==== Supplied records

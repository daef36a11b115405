use crate::{Content, mod_id};
use recipegen_core::builder::{RecipeBuilder, shaped, shapeless};
use recipegen_core::error::GenError;
use recipegen_core::output::RecipeOutput;
use recipegen_core::unlock::has;

/// Stage every charcoal recipe.
pub fn register(c: &Content<'_>, out: &mut RecipeOutput) -> Result<(), GenError> {
    let charcoal = c.vanilla("charcoal")?;
    let charcoal_block = c.tag("forge:storage_blocks/charcoal")?;
    let logs = c.tag("minecraft:logs")?;
    let wood_pile = c.item("wood_pile")?;
    let decorative = c.item("wood_pile_decorative")?;

    shaped(&c.item("charcoal_block")?, 1)
        .define('#', &charcoal)
        .pattern("###")
        .pattern("###")
        .pattern("###")
        .unlocked_by("has_charcoal", has(&charcoal))
        .save(out)?;
    shapeless(&charcoal, 9)
        .requires(&charcoal_block)
        .unlocked_by("has_charcoal_block", has(&charcoal_block))
        .save_as(out, &mod_id("charcoal_from_block"))?;
    shaped(&wood_pile, 1)
        .define('L', &logs)
        .pattern("LL")
        .pattern("LL")
        .unlocked_by("has_log", has(&logs))
        .save(out)?;
    shapeless(&decorative, 1)
        .requires(&wood_pile)
        .unlocked_by("was_wood_pile", has(&wood_pile))
        .save(out)?;
    shapeless(&wood_pile, 1)
        .requires(&decorative)
        .unlocked_by("has_decorative", has(&decorative))
        .save_as(out, &mod_id("wood_pile_from_decorative"))
}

========

Count every line in the entries above where the word "shaped" appears; respond with the number alone.

3